Locate accounts with inactive or missing LDAP connections.

Before you begin

Role required: admin

About this task

One method is to add a lastRefresh field to the user record and set the value during the import process. Then create a scheduled job that checks for users that have not been refreshed in 30 days, and deactivate them.
Warning: If the LDAP import fails for 30 days then everyone is deactivated.

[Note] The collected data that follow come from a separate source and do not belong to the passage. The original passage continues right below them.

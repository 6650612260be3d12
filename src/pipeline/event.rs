use crate::pipeline::ceng::CengFields;
use chrono::Utc;
use serde::ser::{Serialize, SerializeMap, Serializer};
use std::sync::Arc;

// Position-report properties tracked from the GPS stream, in output order.
#[derive(Debug, Clone, Copy, PartialEq, Eq, Hash)]
pub enum GpsProperty {
    Timestamp,
    Lat,
    Latitude,
    LatDir,
    Lon,
    Longitude,
    LonDir,
    GpsQual,
    ModeIndicator,
    NumSats,
    Hdop,
    Altitude,
    HorizontalDil,
    AltitudeUnits,
    GeoSep,
    GeoSepUnits,
    AgeGpsData,
    RefStationId,
    PosFixDim,
    ModeFixType,
    Mode,
    Pdop,
    Vdop,
    Fix,
}

impl GpsProperty {
    pub const COUNT: usize = 24;

    pub const ALL: [GpsProperty; Self::COUNT] = [
        GpsProperty::Timestamp,
        GpsProperty::Lat,
        GpsProperty::Latitude,
        GpsProperty::LatDir,
        GpsProperty::Lon,
        GpsProperty::Longitude,
        GpsProperty::LonDir,
        GpsProperty::GpsQual,
        GpsProperty::ModeIndicator,
        GpsProperty::NumSats,
        GpsProperty::Hdop,
        GpsProperty::Altitude,
        GpsProperty::HorizontalDil,
        GpsProperty::AltitudeUnits,
        GpsProperty::GeoSep,
        GpsProperty::GeoSepUnits,
        GpsProperty::AgeGpsData,
        GpsProperty::RefStationId,
        GpsProperty::PosFixDim,
        GpsProperty::ModeFixType,
        GpsProperty::Mode,
        GpsProperty::Pdop,
        GpsProperty::Vdop,
        GpsProperty::Fix,
    ];

    pub fn as_str(self) -> &'static str {
        match self {
            GpsProperty::Timestamp => "timestamp",
            GpsProperty::Lat => "lat",
            GpsProperty::Latitude => "latitude",
            GpsProperty::LatDir => "lat_dir",
            GpsProperty::Lon => "lon",
            GpsProperty::Longitude => "longitude",
            GpsProperty::LonDir => "lon_dir",
            GpsProperty::GpsQual => "gps_qual",
            GpsProperty::ModeIndicator => "mode_indicator",
            GpsProperty::NumSats => "num_sats",
            GpsProperty::Hdop => "hdop",
            GpsProperty::Altitude => "altitude",
            GpsProperty::HorizontalDil => "horizontal_dil",
            GpsProperty::AltitudeUnits => "altitude_units",
            GpsProperty::GeoSep => "geo_sep",
            GpsProperty::GeoSepUnits => "geo_sep_units",
            GpsProperty::AgeGpsData => "age_gps_data",
            GpsProperty::RefStationId => "ref_station_id",
            GpsProperty::PosFixDim => "pos_fix_dim",
            GpsProperty::ModeFixType => "mode_fix_type",
            GpsProperty::Mode => "mode",
            GpsProperty::Pdop => "pdop",
            GpsProperty::Vdop => "vdop",
            GpsProperty::Fix => "fix",
        }
    }

    fn index(self) -> usize {
        self as usize
    }
}

// Latest known value of every `GpsProperty`; `None` until first observed.
//
// Snapshots are immutable once published. The poller builds the next one with
// `GpsSnapshot::merged` and swaps it in, so readers always see a whole update.
#[derive(Debug, Clone, Default, PartialEq)]
pub struct GpsSnapshot {
    values: [Option<String>; GpsProperty::COUNT],
}

impl GpsSnapshot {
    pub fn get(&self, property: GpsProperty) -> Option<&str> {
        self.values[property.index()].as_deref()
    }

    pub fn set(&mut self, property: GpsProperty, value: impl Into<String>) {
        self.values[property.index()] = Some(value.into());
    }

    // Last-known-good merge: properties missing from `updates` keep their value.
    pub fn merged(&self, updates: &[(GpsProperty, String)]) -> Self {
        let mut next = self.clone();
        for (property, value) in updates {
            next.set(*property, value.clone());
        }
        next
    }

    pub fn iter(&self) -> impl Iterator<Item = (GpsProperty, Option<&str>)> + '_ {
        GpsProperty::ALL
            .iter()
            .map(move |property| (*property, self.get(*property)))
    }

    pub fn is_empty(&self) -> bool {
        self.values.iter().all(Option::is_none)
    }
}

// One detected modem frame, not yet parsed.
#[derive(Debug, Clone)]
pub struct RawEvent {
    pub ts: f64,
    pub frame: String,
    pub gps: Option<Arc<GpsSnapshot>>,
}

impl RawEvent {
    pub fn capture(frame: String, gps: Option<Arc<GpsSnapshot>>) -> Self {
        Self {
            ts: epoch_seconds(),
            frame,
            gps,
        }
    }
}

#[derive(Debug, Clone)]
pub struct ParsedEvent {
    pub raw: RawEvent,
    pub fields: CengFields,
}

impl ParsedEvent {
    pub fn field(&self, name: &str) -> Option<&str> {
        self.fields
            .iter()
            .find(|(key, _)| *key == name)
            .map(|(_, value)| value.as_str())
    }

    pub fn gps(&self, property: GpsProperty) -> Option<&str> {
        self.raw.gps.as_deref().and_then(|snapshot| snapshot.get(property))
    }
}

// Flat record: capture time, raw frame, GPS properties (when GPS is configured), CENG metrics.
impl Serialize for ParsedEvent {
    fn serialize<S: Serializer>(&self, serializer: S) -> Result<S::Ok, S::Error> {
        let gps_len = self.raw.gps.as_ref().map_or(0, |_| GpsProperty::COUNT);
        let mut map = serializer.serialize_map(Some(2 + gps_len + self.fields.len()))?;
        map.serialize_entry("ts", &self.raw.ts)?;
        map.serialize_entry("ceng0", &self.raw.frame)?;
        if let Some(snapshot) = &self.raw.gps {
            for (property, value) in snapshot.iter() {
                map.serialize_entry(property.as_str(), &value)?;
            }
        }
        for (name, value) in &self.fields {
            map.serialize_entry(name, value)?;
        }
        map.end()
    }
}

fn epoch_seconds() -> f64 {
    Utc::now().timestamp_micros() as f64 / 1_000_000.0
}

To find and deactivate inactive user accounts:

Procedure

  1. Create a datetime field on the User [sys_user] table. For example, u_last_refreshed.
  2. Create an LDAP transform script to set the field value.
    target.u_last_refreshed = gs.now();
    For more information on using scripts in transform maps, on the target variable, see Transformation script variables.
  3. Create a scheduled job to find and deactivate the user accounts that have not been refreshed in 30 days.
    disable_users();
     
    function disable_users() {
    /*
    * query for active users with ldap source and last updated more than 30 days ago
    * disable them
    */
    var gr = new GlideRecord("sys_user");
    gr.addQuery('u_last_refreshed', '<', gs.daysAgoStart(30));
    gr.addQuery('active', true);
    gr.addQuery('source', '!=', '');
    gr.query();
    while (gr.next()) {
    gr.active = false;
    gs.log("Disabled inactive user: " + gr.user_name + " - last updated: " + gr.u_last_refreshed);
    gr.update();
    }
    gs.log("Completed disabling inactive accounts");
    }
  4. Create a report of user accounts that have been inactive for 15 days.